I never imagined it would take this long, but that's the way it goes. The point is, it's here. Finally. 

And I'm over the moon my friends. Over the moon. Dreams come true, they do. If you wish hard enough and visualize and do the work. Promise.



Thursday, December 2, 2021

Dramarama

When I was 20, I took a writing class at Chaffey College, and a teacher told me my fiction writing was too romantic and melodramatic. 

His comment destroyed me. I didn't write another piece for years. 

At 50, looking back, I wish I knew then, what I know now. 

Everyone's voice has value. If you're dramatic, be dramatic, it's who I was and who I am. I grew up reading Harlequins.

As a kid, I would always imagine writing sequels to my favorite books. I imagined myself into stories. As a young adult, I wrote poems full of angst.
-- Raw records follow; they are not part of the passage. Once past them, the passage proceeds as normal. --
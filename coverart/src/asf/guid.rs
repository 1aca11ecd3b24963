use crate::error::Result;

use std::fmt::{Display, Formatter};
use std::io::Read;

/// A 128-bit ASF object identifier
///
/// The first three fields are stored little-endian, the last eight bytes as-is.
#[derive(Debug, Copy, Clone, PartialEq, Eq, Hash)]
pub(crate) struct Guid([u8; 16]);

impl Guid {
	pub(crate) const fn new(data1: u32, data2: u16, data3: u16, data4: [u8; 8]) -> Self {
		let d1 = data1.to_le_bytes();
		let d2 = data2.to_le_bytes();
		let d3 = data3.to_le_bytes();

		Self([
			d1[0], d1[1], d1[2], d1[3], d2[0], d2[1], d3[0], d3[1], data4[0], data4[1], data4[2],
			data4[3], data4[4], data4[5], data4[6], data4[7],
		])
	}

	pub(crate) const fn as_bytes(&self) -> [u8; 16] {
		self.0
	}

	pub(crate) fn read<R>(reader: &mut R) -> Result<Self>
	where
		R: Read,
	{
		let mut guid = [0; 16];
		reader.read_exact(&mut guid)?;

		Ok(Self(guid))
	}
}

impl Display for Guid {
	fn fmt(&self, f: &mut Formatter<'_>) -> std::fmt::Result {
		let b = &self.0;
		write!(
			f,
			"{:08X}-{:04X}-{:04X}-",
			u32::from_le_bytes([b[0], b[1], b[2], b[3]]),
			u16::from_le_bytes([b[4], b[5]]),
			u16::from_le_bytes([b[6], b[7]])
		)?;

		for (i, byte) in b[8..].iter().enumerate() {
			if i == 2 {
				f.write_str("-")?;
			}

			write!(f, "{byte:02X}")?;
		}

		Ok(())
	}
}

pub(crate) const HEADER_OBJECT: Guid = Guid::new(
	0x75B2_2630,
	0x668E,
	0x11CF,
	[0xA6, 0xD9, 0x00, 0xAA, 0x00, 0x62, 0xCE, 0x6C],
);

pub(crate) const DATA_OBJECT: Guid = Guid::new(
	0x75B2_2636,
	0x668E,
	0x11CF,
	[0xA6, 0xD9, 0x00, 0xAA, 0x00, 0x62, 0xCE, 0x6C],
);

pub(crate) const FILE_PROPERTIES_OBJECT: Guid = Guid::new(
	0x8CAB_DCA1,
	0xA947,
	0x11CF,
	[0x8E, 0xE4, 0x00, 0xC0, 0x0C, 0x20, 0x53, 0x65],
);

pub(crate) const HEADER_EXTENSION_OBJECT: Guid = Guid::new(
	0x5FBF_03B5,
	0xA92E,
	0x11CF,
	[0x8E, 0xE3, 0x00, 0xC0, 0x0C, 0x20, 0x53, 0x65],
);

// The "Reserved Field 1" of the header extension object
pub(crate) const HEADER_EXTENSION_RESERVED: Guid = Guid::new(
	0xABD3_D211,
	0xA9BA,
	0x11CF,
	[0x8E, 0xE6, 0x00, 0xC0, 0x0C, 0x20, 0x53, 0x65],
);

pub(crate) const CONTENT_DESCRIPTION_OBJECT: Guid = Guid::new(
	0x75B2_2633,
	0x668E,
	0x11CF,
	[0xA6, 0xD9, 0x00, 0xAA, 0x00, 0x62, 0xCE, 0x6C],
);

pub(crate) const EXTENDED_CONTENT_DESCRIPTION_OBJECT: Guid = Guid::new(
	0xD2D0_A440,
	0xE307,
	0x11D2,
	[0x97, 0xF0, 0x00, 0xA0, 0xC9, 0x5E, 0xA8, 0x50],
);

pub(crate) const METADATA_OBJECT: Guid = Guid::new(
	0xC5F8_CBEA,
	0x5BAF,
	0x4877,
	[0x84, 0x67, 0xAA, 0x8C, 0x44, 0xFA, 0x4C, 0xCA],
);

pub(crate) const METADATA_LIBRARY_OBJECT: Guid = Guid::new(
	0x4423_1C94,
	0x9498,
	0x49D1,
	[0xA1, 0x41, 0x1D, 0x13, 0x4E, 0x45, 0x70, 0x54],
);
//! ASF specific items
//!
//! ## File notes
//!
//! Pictures are stored in `WM/Picture` attributes, which may be found in any of the extended
//! content description, metadata, and metadata library objects. See [`AsfTag`].

mod attribute;
pub(crate) mod guid;
mod picture;
mod read;
mod write;

use crate::config::{ParseOptions, WriteOptions};
use crate::error::{CoverError, Result};
use crate::file::AudioFile;
use crate::util::io::{FileLike, Length, Truncate};
use attribute::{Attribute, AttributeValue, PICTURE_ATTRIBUTE};

use std::io::{Read, Seek};

// Exports
pub use picture::AsfPicture;

/// The attributes of an ASF file
///
/// Attributes are kept in the order they were read: the extended content description first, then
/// the metadata object, then the metadata library. Everything other than `WM/Picture` is carried
/// through untouched when the file is saved.
#[derive(Debug, Clone, Default, PartialEq, Eq)]
pub struct AsfTag {
	pub(crate) attributes: Vec<Attribute>,
}

impl AsfTag {
	/// Returns all `WM/Picture` values, in storage order
	pub fn pictures(&self) -> impl Iterator<Item = &AsfPicture> + '_ {
		self.attributes.iter().filter_map(|attribute| match &attribute.value {
			AttributeValue::Picture(picture) if attribute.name == PICTURE_ATTRIBUTE => Some(picture),
			_ => None,
		})
	}

	/// Appends a `WM/Picture` attribute
	///
	/// Existing pictures are kept. The new attribute applies to the whole file, in the default
	/// language.
	pub fn add_picture(&mut self, picture: AsfPicture) {
		self.attributes.push(Attribute::new(
			PICTURE_ATTRIBUTE,
			AttributeValue::Picture(picture),
		));
	}

	/// The number of attributes, of any kind
	pub fn len(&self) -> usize {
		self.attributes.len()
	}

	/// Whether the tag holds no attributes at all
	pub fn is_empty(&self) -> bool {
		self.attributes.is_empty()
	}
}

/// An ASF file
#[derive(Debug, Clone, Default, PartialEq, Eq)]
pub struct AsfFile {
	pub(crate) tag: AsfTag,
}

impl AsfFile {
	/// The file's attributes
	///
	/// Every ASF file has a tag, though it may be empty.
	pub fn tag(&self) -> &AsfTag {
		&self.tag
	}

	/// Mutable access to the file's attributes
	pub fn tag_mut(&mut self) -> &mut AsfTag {
		&mut self.tag
	}
}

impl AudioFile for AsfFile {
	fn read_from<R>(reader: &mut R, parse_options: ParseOptions) -> Result<Self>
	where
		R: Read + Seek,
		Self: Sized,
	{
		read::read_from(reader, parse_options)
	}

	// The header is rebuilt in place, there's no padding to configure
	fn save_to<F>(&self, file: &mut F, _write_options: WriteOptions) -> Result<()>
	where
		F: FileLike,
		CoverError: From<<F as Truncate>::Error>,
		CoverError: From<<F as Length>::Error>,
	{
		write::write_to(file, &self.tag)
	}
}
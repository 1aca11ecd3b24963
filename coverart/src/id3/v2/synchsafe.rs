//! Utilities for working with unsynchronized ID3v2 content

use crate::error::Result;
use crate::macros::err;

/// Reverses the unsynchronisation scheme
///
/// Every `0x00` directly following a `0xFF` was inserted by the encoder, and is dropped.
pub(crate) fn resynchronise(content: &[u8]) -> Vec<u8> {
	let mut out = Vec::with_capacity(content.len());

	let mut previous_was_ff = false;
	for byte in content.iter().copied() {
		if previous_was_ff && byte == 0 {
			previous_was_ff = false;
			continue;
		}

		previous_was_ff = byte == 0xFF;
		out.push(byte);
	}

	out
}

/// Conversions between plain and synchsafe integers
///
/// Synchsafe integers only use the lower 7 bits of each byte, so they can never form a false
/// MPEG frame sync.
pub(crate) trait SynchsafeInteger: Sized {
	/// Create a synchsafe integer
	///
	/// # Errors
	///
	/// The integer doesn't fit into 28 bits
	fn synch(self) -> Result<Self>;

	/// Convert a synchsafe integer back to a plain one
	fn unsynch(self) -> Self;
}

impl SynchsafeInteger for u32 {
	fn synch(self) -> Result<Self> {
		if self > 0x0FFF_FFFF {
			err!(TooMuchData);
		}

		Ok((self & 0x7F)
			| ((self & (0x7F << 7)) << 1)
			| ((self & (0x7F << 14)) << 2)
			| ((self & (0x7F << 21)) << 3))
	}

	fn unsynch(self) -> Self {
		((self & 0x7F00_0000) >> 3)
			| ((self & 0x7F_0000) >> 2)
			| ((self & 0x7F00) >> 1)
			| (self & 0x7F)
	}
}
//! Conversions between native picture entries and [`Picture`]

use crate::asf::AsfPicture;
use crate::flac::FlacPicture;
use crate::id3::v2::AttachedPictureFrame;
use crate::mime::CoverArtFormat;
use crate::mp4::CoverArt;
use crate::picture::{Picture, PictureGeometry, PictureType};

// Used for every picture block and Xiph picture written
const FLAC_DESCRIPTION: &str = "Front Cover";

pub(super) fn from_id3v2(frame: &AttachedPictureFrame) -> Picture {
	Picture::new(frame.data.clone(), frame.mime_type.as_str())
}

pub(super) fn from_flac_block(block: &FlacPicture) -> Picture {
	Picture::new(block.data.clone(), block.mime_type.as_str()).with_geometry(PictureGeometry {
		width: block.width,
		height: block.height,
		color_depth: block.color_depth,
	})
}

// Xiph pictures share the block layout, but their geometry isn't reported
pub(super) fn from_xiph(picture: &FlacPicture) -> Picture {
	Picture::new(picture.data.clone(), picture.mime_type.as_str())
}

pub(super) fn from_mp4(cover: &CoverArt) -> Picture {
	Picture::new(cover.data.clone(), cover.format.as_mime())
}

pub(super) fn from_asf(picture: &AsfPicture) -> Picture {
	Picture::new(picture.data.clone(), picture.mime_type.as_str())
}

pub(super) fn to_id3v2(picture: Picture) -> AttachedPictureFrame {
	AttachedPictureFrame::new(PictureType::CoverFront, picture.mime_type, picture.data)
}

pub(super) fn to_flac(picture: Picture) -> FlacPicture {
	let geometry = picture.geometry.unwrap_or_default();

	FlacPicture {
		pic_type: PictureType::CoverFront,
		mime_type: picture.mime_type,
		description: String::from(FLAC_DESCRIPTION),
		width: geometry.width,
		height: geometry.height,
		color_depth: geometry.color_depth,
		num_colors: 0,
		data: picture.data,
	}
}

pub(super) fn to_mp4(picture: Picture) -> CoverArt {
	CoverArt {
		format: CoverArtFormat::from_mime(&picture.mime_type),
		data: picture.data,
	}
}

pub(super) fn to_asf(picture: Picture) -> AsfPicture {
	AsfPicture::new(PictureType::CoverFront, picture.mime_type, picture.data)
}
#![allow(missing_docs)]

use coverart::config::{ParseOptions, WriteOptions};
use coverart::cover::{CoverFile, ReadStatus};
use coverart::picture::Picture;

use structopt::StructOpt;

use std::path::PathBuf;

#[derive(Debug, StructOpt)]
#[structopt(name = "cover_tool", about = "Read and write embedded cover art")]
enum Opt {
	/// Extract the cover of a file
	Read {
		/// Where to write the picture data. Only the MIME type is printed if omitted.
		#[structopt(short, long, parse(from_os_str))]
		output: Option<PathBuf>,

		#[structopt(parse(from_os_str))]
		path: PathBuf,
	},
	/// Attach a new front cover to a file
	Write {
		/// The MIME type of the picture
		#[structopt(short, long, default_value = "image/jpeg")]
		mime_type: String,

		/// Write FLAC covers to the Vorbis comments, instead of picture blocks
		#[structopt(long)]
		xiph: bool,

		#[structopt(parse(from_os_str))]
		picture: PathBuf,

		#[structopt(parse(from_os_str))]
		path: PathBuf,
	},
}

fn main() {
	match Opt::from_args() {
		Opt::Read { output, path } => {
			let file = CoverFile::open(&path).expect("ERROR: Failed to open file!");
			println!("INFO: Container family: {:?}", file.family());

			let lookup = file.read_cover();
			if lookup.status() != ReadStatus::Found {
				eprintln!("ERROR: No cover found: {:?}", lookup.status());
				std::process::exit(1);
			}

			let picture = lookup.into_picture().unwrap();
			println!(
				"INFO: Found a cover, MIME type: {:?}, {} bytes",
				picture.mime_type(),
				picture.data().len()
			);

			if let Some(geometry) = picture.geometry() {
				println!(
					"INFO: {}x{}, {} bits per pixel",
					geometry.width, geometry.height, geometry.color_depth
				);
			}

			if let Some(output) = output {
				std::fs::write(&output, picture.data()).expect("ERROR: Failed to write picture!");
				println!("INFO: Cover written to {}", output.display());
			}
		},
		Opt::Write {
			mime_type,
			xiph,
			picture,
			path,
		} => {
			let data = std::fs::read(&picture).expect("ERROR: Failed to read picture!");

			let write_options = WriteOptions::default().use_flac_picture_blocks(!xiph);
			let mut file = CoverFile::open_with(&path, ParseOptions::new(), write_options)
				.expect("ERROR: Failed to open file!");

			file.write_cover(Picture::new(data, mime_type))
				.expect("ERROR: Failed to write the cover!");

			println!("INFO: Cover successfully written!");
		},
	}
}
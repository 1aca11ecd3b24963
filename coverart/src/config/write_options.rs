/// Options to control how coverart writes to a file
///
/// Most settings only apply to a single container, so these are best set up once and reused.
///
/// # Examples
///
/// ```rust
/// use coverart::config::WriteOptions;
///
/// // Never pad, and keep FLAC covers in the Vorbis comments
/// let options = WriteOptions::new()
/// 	.preferred_padding(0)
/// 	.use_flac_picture_blocks(false);
/// ```
#[derive(Copy, Clone, Debug, Eq, PartialEq)]
#[non_exhaustive]
pub struct WriteOptions {
	pub(crate) preferred_padding: Option<u32>,
	pub(crate) use_flac_picture_blocks: bool,
}

impl WriteOptions {
	/// 1 KiB
	pub const DEFAULT_PREFERRED_PADDING: u32 = 1024;

	/// Same as [`WriteOptions::default`]
	///
	/// That is 1 KiB of padding, with FLAC picture blocks enabled.
	#[must_use]
	pub const fn new() -> Self {
		Self {
			preferred_padding: Some(Self::DEFAULT_PREFERRED_PADDING),
			use_flac_picture_blocks: true,
		}
	}

	/// Padding to leave behind when a tag has to grow
	///
	/// ID3v2 tags and FLAC metadata can reserve space, so later edits don't need to move the
	/// audio. MP4 and ASF have nothing equivalent and ignore this. `0` disables padding.
	///
	/// Existing padding is used up first, this is only what a rewritten tag ends with.
	pub fn preferred_padding(mut self, preferred_padding: u32) -> Self {
		self.preferred_padding = (preferred_padding > 0).then_some(preferred_padding);
		self
	}

	/// Whether FLAC covers may be written as dedicated `PICTURE` metadata blocks
	///
	/// A FLAC file that already has picture blocks, or an embedded ID3v2 tag, always keeps using
	/// that container. This option only decides what happens to a FLAC file with neither: when
	/// `true` (the default), a new picture block is appended. When `false`, the picture is
	/// stored in the file's Vorbis comments instead, creating them if needed.
	pub fn use_flac_picture_blocks(mut self, use_flac_picture_blocks: bool) -> Self {
		self.use_flac_picture_blocks = use_flac_picture_blocks;
		self
	}
}

impl Default for WriteOptions {
	fn default() -> Self {
		Self::new()
	}
}
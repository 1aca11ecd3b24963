//! Builders for minimal files of every supported type

#![allow(dead_code)]

use std::io::Write as _;
use std::path::Path;

use tempfile::NamedTempFile;

pub const PNG_DATA: &[u8] = &[0x89, b'P', b'N', b'G', 0x0D, 0x0A, 0x1A, 0x0A, 1, 2, 3, 4];
pub const JPEG_DATA: &[u8] = &[0xFF, 0xD8, 0xFF, 0xE0, 5, 6, 7, 8];

/// Write `content` to a temporary file with the extension `ext`
pub fn temp_path(content: &[u8], ext: &str) -> NamedTempFile {
	let mut file = tempfile::Builder::new()
		.suffix(&format!(".{ext}"))
		.tempfile()
		.unwrap();
	file.write_all(content).unwrap();
	file.flush().unwrap();

	file
}

pub fn read_path(path: impl AsRef<Path>) -> Vec<u8> {
	std::fs::read(path).unwrap()
}

pub fn synchsafe(n: u32) -> [u8; 4] {
	[
		((n >> 21) & 0x7F) as u8,
		((n >> 14) & 0x7F) as u8,
		((n >> 7) & 0x7F) as u8,
		(n & 0x7F) as u8,
	]
}

// ---- MPEG ----

/// Three MPEG-1 Layer III frames (128 kbps, 44.1 kHz)
pub fn mpeg_frames() -> Vec<u8> {
	let mut frames = Vec::new();
	for i in 0..3_u8 {
		frames.extend([0xFF, 0xFB, 0x90, 0x64]);
		frames.extend(std::iter::repeat_n(i + 1, 413));
	}

	frames
}

/// An ID3v2 tag with `frames` as its body, and no padding
pub fn id3v2_tag(major: u8, flags: u8, frames: &[u8]) -> Vec<u8> {
	let mut tag = vec![b'I', b'D', b'3', major, 0, flags];
	tag.extend(synchsafe(frames.len() as u32));
	tag.extend(frames);
	tag
}

/// An ID3v2.3 frame
pub fn id3v23_frame(id: &[u8; 4], content: &[u8]) -> Vec<u8> {
	let mut frame = id.to_vec();
	frame.extend((content.len() as u32).to_be_bytes());
	frame.extend([0, 0]);
	frame.extend(content);
	frame
}

/// An ID3v2.2 frame
pub fn id3v22_frame(id: &[u8; 3], content: &[u8]) -> Vec<u8> {
	let mut frame = id.to_vec();
	frame.extend(&(content.len() as u32).to_be_bytes()[1..]);
	frame.extend(content);
	frame
}

/// The content of a Latin-1 `APIC` frame with an empty description
pub fn apic_content(mime: &str, pic_type: u8, data: &[u8]) -> Vec<u8> {
	let mut content = vec![0];
	content.extend(mime.as_bytes());
	content.push(0);
	content.push(pic_type);
	content.push(0);
	content.extend(data);
	content
}

/// The content of a Latin-1 ID3v2.2 `PIC` frame with an empty description
pub fn pic_content(format: &[u8; 3], pic_type: u8, data: &[u8]) -> Vec<u8> {
	let mut content = vec![0];
	content.extend(format);
	content.push(pic_type);
	content.push(0);
	content.extend(data);
	content
}

// ---- FLAC ----

pub const FLAC_STREAMINFO: u8 = 0;
pub const FLAC_APPLICATION: u8 = 2;
pub const FLAC_VORBIS_COMMENT: u8 = 4;
pub const FLAC_PICTURE: u8 = 6;

/// The bytes following the metadata blocks of every FLAC file built here
pub const FLAC_AUDIO: &[u8] = &[0xFF, 0xF8, 0x69, 0x08, 0x00, 0x00, 0xAB, 0xCD];

/// A FLAC file with a STREAMINFO block, followed by `blocks`
pub fn flac(blocks: &[(u8, Vec<u8>)]) -> Vec<u8> {
	let mut file = b"fLaC".to_vec();

	let mut streaminfo = vec![0x10, 0x00, 0x10, 0x00];
	streaminfo.resize(34, 0x42);

	let streaminfo = (FLAC_STREAMINFO, streaminfo);
	let all_blocks = std::iter::once(&streaminfo).chain(blocks);
	let count = blocks.len() + 1;
	for (i, (ty, content)) in all_blocks.enumerate() {
		let last = if i == count - 1 { 0x80 } else { 0 };
		file.push(last | ty);
		file.extend(&(content.len() as u32).to_be_bytes()[1..]);
		file.extend(content);
	}

	file.extend(FLAC_AUDIO);
	file
}

/// The content of a FLAC `PICTURE` block
pub fn flac_picture(pic_type: u32, mime: &str, geometry: [u32; 3], data: &[u8]) -> Vec<u8> {
	let mut content = Vec::new();
	content.extend(pic_type.to_be_bytes());
	content.extend((mime.len() as u32).to_be_bytes());
	content.extend(mime.as_bytes());
	content.extend(0_u32.to_be_bytes());
	for field in geometry {
		content.extend(field.to_be_bytes());
	}
	content.extend(0_u32.to_be_bytes());
	content.extend((data.len() as u32).to_be_bytes());
	content.extend(data);
	content
}

/// The content of a `VORBIS_COMMENT` block
pub fn vorbis_comment(vendor: &str, fields: &[String]) -> Vec<u8> {
	let fields = fields.iter().map(String::as_bytes).collect::<Vec<_>>();
	vorbis_comment_bytes(vendor, &fields)
}

/// The content of a `VORBIS_COMMENT` block, with fields that aren't necessarily valid
pub fn vorbis_comment_bytes(vendor: &str, fields: &[&[u8]]) -> Vec<u8> {
	let mut content = Vec::new();
	content.extend((vendor.len() as u32).to_le_bytes());
	content.extend(vendor.as_bytes());
	content.extend((fields.len() as u32).to_le_bytes());
	for field in fields {
		content.extend((field.len() as u32).to_le_bytes());
		content.extend(*field);
	}
	content
}

/// Find the first block of type `ty`, returning its content
pub fn flac_block(file: &[u8], ty: u8) -> Option<&[u8]> {
	let mut pos = 4;
	loop {
		let header = file.get(pos..pos + 4)?;
		let len = u32::from_be_bytes([0, header[1], header[2], header[3]]) as usize;
		if header[0] & 0x7F == ty {
			return file.get(pos + 4..pos + 4 + len);
		}

		if header[0] & 0x80 != 0 {
			return None;
		}

		pos += 4 + len;
	}
}

// ---- MP4 ----

pub const MP4_AUDIO: &[u8] = &[0xDE, 0xAD, 0xBE, 0xEF, 0x01, 0x02, 0x03, 0x04];

pub fn atom(ident: &[u8; 4], content: &[u8]) -> Vec<u8> {
	let mut atom = ((content.len() + 8) as u32).to_be_bytes().to_vec();
	atom.extend(ident);
	atom.extend(content);
	atom
}

/// A `covr` data atom
pub fn covr_data(type_code: u32, data: &[u8]) -> Vec<u8> {
	let mut content = type_code.to_be_bytes().to_vec();
	content.extend(0_u32.to_be_bytes());
	content.extend(data);
	atom(b"data", &content)
}

/// A `moov.udta.meta` atom, with `ilst_items` as the content of its `ilst`
pub fn udta(ilst_items: &[u8]) -> Vec<u8> {
	let hdlr = {
		let mut content = vec![0; 8];
		content.extend(b"mdir");
		content.extend(b"appl");
		content.extend([0; 9]);
		atom(b"hdlr", &content)
	};

	let mut meta = vec![0; 4];
	meta.extend(hdlr);
	meta.extend(atom(b"ilst", ilst_items));

	atom(b"udta", &atom(b"meta", &meta))
}

/// An MP4 file with a single track, whose `stco` points at the `mdat` payload
///
/// `moov_extra` is appended to the content of `moov`, after the `trak`.
pub fn mp4(moov_extra: &[u8]) -> Vec<u8> {
	let mut ftyp = b"M4A ".to_vec();
	ftyp.extend(0_u32.to_be_bytes());
	ftyp.extend(b"M4A isom");
	let ftyp = atom(b"ftyp", &ftyp);

	let build_moov = |chunk_offset: u32| {
		let mut stco = vec![0; 4];
		stco.extend(1_u32.to_be_bytes());
		stco.extend(chunk_offset.to_be_bytes());

		let stbl = atom(b"stbl", &atom(b"stco", &stco));
		let minf = atom(b"minf", &stbl);
		let mdia = atom(b"mdia", &minf);
		let trak = atom(b"trak", &mdia);

		let mut moov = trak;
		moov.extend(moov_extra);
		atom(b"moov", &moov)
	};

	let moov_len = build_moov(0).len();
	let chunk_offset = (ftyp.len() + moov_len + 8) as u32;

	let mut file = ftyp;
	file.extend(build_moov(chunk_offset));
	file.extend(atom(b"mdat", MP4_AUDIO));
	file
}

/// The first `stco` chunk offset
pub fn mp4_chunk_offset(file: &[u8]) -> u32 {
	let pos = find(file, b"stco").unwrap();
	u32::from_be_bytes(file[pos + 12..pos + 16].try_into().unwrap())
}

/// The offset of the `mdat` payload
pub fn mp4_mdat_payload(file: &[u8]) -> usize {
	find(file, b"mdat").unwrap() + 4
}

pub fn find(haystack: &[u8], needle: &[u8]) -> Option<usize> {
	haystack.windows(needle.len()).position(|w| w == needle)
}

// ---- ASF ----

pub const ASF_HEADER_OBJECT: [u8; 16] = [
	0x30, 0x26, 0xB2, 0x75, 0x8E, 0x66, 0xCF, 0x11, 0xA6, 0xD9, 0x00, 0xAA, 0x00, 0x62, 0xCE, 0x6C,
];
pub const ASF_DATA_OBJECT: [u8; 16] = [
	0x36, 0x26, 0xB2, 0x75, 0x8E, 0x66, 0xCF, 0x11, 0xA6, 0xD9, 0x00, 0xAA, 0x00, 0x62, 0xCE, 0x6C,
];
pub const ASF_FILE_PROPERTIES_OBJECT: [u8; 16] = [
	0xA1, 0xDC, 0xAB, 0x8C, 0x47, 0xA9, 0xCF, 0x11, 0x8E, 0xE4, 0x00, 0xC0, 0x0C, 0x20, 0x53, 0x65,
];
pub const ASF_HEADER_EXTENSION_OBJECT: [u8; 16] = [
	0xB5, 0x03, 0xBF, 0x5F, 0x2E, 0xA9, 0xCF, 0x11, 0x8E, 0xE3, 0x00, 0xC0, 0x0C, 0x20, 0x53, 0x65,
];
pub const ASF_HEADER_EXTENSION_RESERVED: [u8; 16] = [
	0x11, 0xD2, 0xD3, 0xAB, 0xBA, 0xA9, 0xCF, 0x11, 0x8E, 0xE6, 0x00, 0xC0, 0x0C, 0x20, 0x53, 0x65,
];
pub const ASF_CONTENT_DESCRIPTION_OBJECT: [u8; 16] = [
	0x33, 0x26, 0xB2, 0x75, 0x8E, 0x66, 0xCF, 0x11, 0xA6, 0xD9, 0x00, 0xAA, 0x00, 0x62, 0xCE, 0x6C,
];
pub const ASF_EXTENDED_CONTENT_DESCRIPTION_OBJECT: [u8; 16] = [
	0x40, 0xA4, 0xD0, 0xD2, 0x07, 0xE3, 0xD2, 0x11, 0x97, 0xF0, 0x00, 0xA0, 0xC9, 0x5E, 0xA8, 0x50,
];

pub const ASF_AUDIO: &[u8] = &[0x82, 0x00, 0x00, 0x01, 0x5D, 0x5D, 0x5D, 0x5D];

pub fn asf_object(guid: &[u8; 16], content: &[u8]) -> Vec<u8> {
	let mut object = guid.to_vec();
	object.extend(((content.len() + 24) as u64).to_le_bytes());
	object.extend(content);
	object
}

pub fn utf16le(text: &str) -> Vec<u8> {
	text.encode_utf16()
		.chain(std::iter::once(0))
		.flat_map(u16::to_le_bytes)
		.collect()
}

/// The content of a content description object, with only a title
pub fn asf_content_description(title: &str) -> Vec<u8> {
	let title = utf16le(title);

	let mut content = (title.len() as u16).to_le_bytes().to_vec();
	content.extend([0; 8]);
	content.extend(title);
	content
}

/// The raw value of a `WM/Picture` attribute
pub fn wm_picture(pic_type: u8, mime: &str, data: &[u8]) -> Vec<u8> {
	let mut value = vec![pic_type];
	value.extend((data.len() as u32).to_le_bytes());
	value.extend(utf16le(mime));
	value.extend(utf16le(""));
	value.extend(data);
	value
}

/// The content of an extended content description object, with `(name, type, value)` records
pub fn asf_extended_content_description(attributes: &[(&str, u16, Vec<u8>)]) -> Vec<u8> {
	let mut content = (attributes.len() as u16).to_le_bytes().to_vec();
	for (name, ty, value) in attributes {
		let name = utf16le(name);
		content.extend((name.len() as u16).to_le_bytes());
		content.extend(name);
		content.extend(ty.to_le_bytes());
		content.extend((value.len() as u16).to_le_bytes());
		content.extend(value);
	}
	content
}

/// An ASF file with a file properties object, an empty header extension, `extra_objects`, and a
/// data object
pub fn asf(extra_objects: &[Vec<u8>]) -> Vec<u8> {
	let mut file_properties = vec![0; 80];
	file_properties[16..24].copy_from_slice(&[0xFF; 8]);
	let file_properties = asf_object(&ASF_FILE_PROPERTIES_OBJECT, &file_properties);

	let mut header_extension = ASF_HEADER_EXTENSION_RESERVED.to_vec();
	header_extension.extend(6_u16.to_le_bytes());
	header_extension.extend(0_u32.to_le_bytes());
	let header_extension = asf_object(&ASF_HEADER_EXTENSION_OBJECT, &header_extension);

	let mut objects = vec![file_properties, header_extension];
	objects.extend(extra_objects.iter().cloned());

	let header_size = 30 + objects.iter().map(Vec::len).sum::<usize>();

	let mut file = ASF_HEADER_OBJECT.to_vec();
	file.extend((header_size as u64).to_le_bytes());
	file.extend((objects.len() as u32).to_le_bytes());
	file.extend([1, 2]);
	for object in objects {
		file.extend(object);
	}

	let mut data = vec![0; 26];
	data.extend(ASF_AUDIO);
	file.extend(asf_object(&ASF_DATA_OBJECT, &data));

	let file_size = file.len() as u64;
	file[70..78].copy_from_slice(&file_size.to_le_bytes());
	file
}

/// The size stored in the file properties object
pub fn asf_file_size(file: &[u8]) -> u64 {
	u64::from_le_bytes(file[70..78].try_into().unwrap())
}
That younger voice is what I try to recapture now. Of course, I temper the drama with comedy and tragedy. But that romantic and dramatic side is still in me. It's what makes me who I am. 

My husband will sometimes say I'm a ham or a drama queen, and I am. But I'm also a writer and it was merging my writing and my performance side that really helped me elevate my readings and feel comfortable on stage and doing a video podcast and public speaking.

So my end thought is this, be you. Do you. I am romantic. And dramatic. Always. That's where the magic is friends.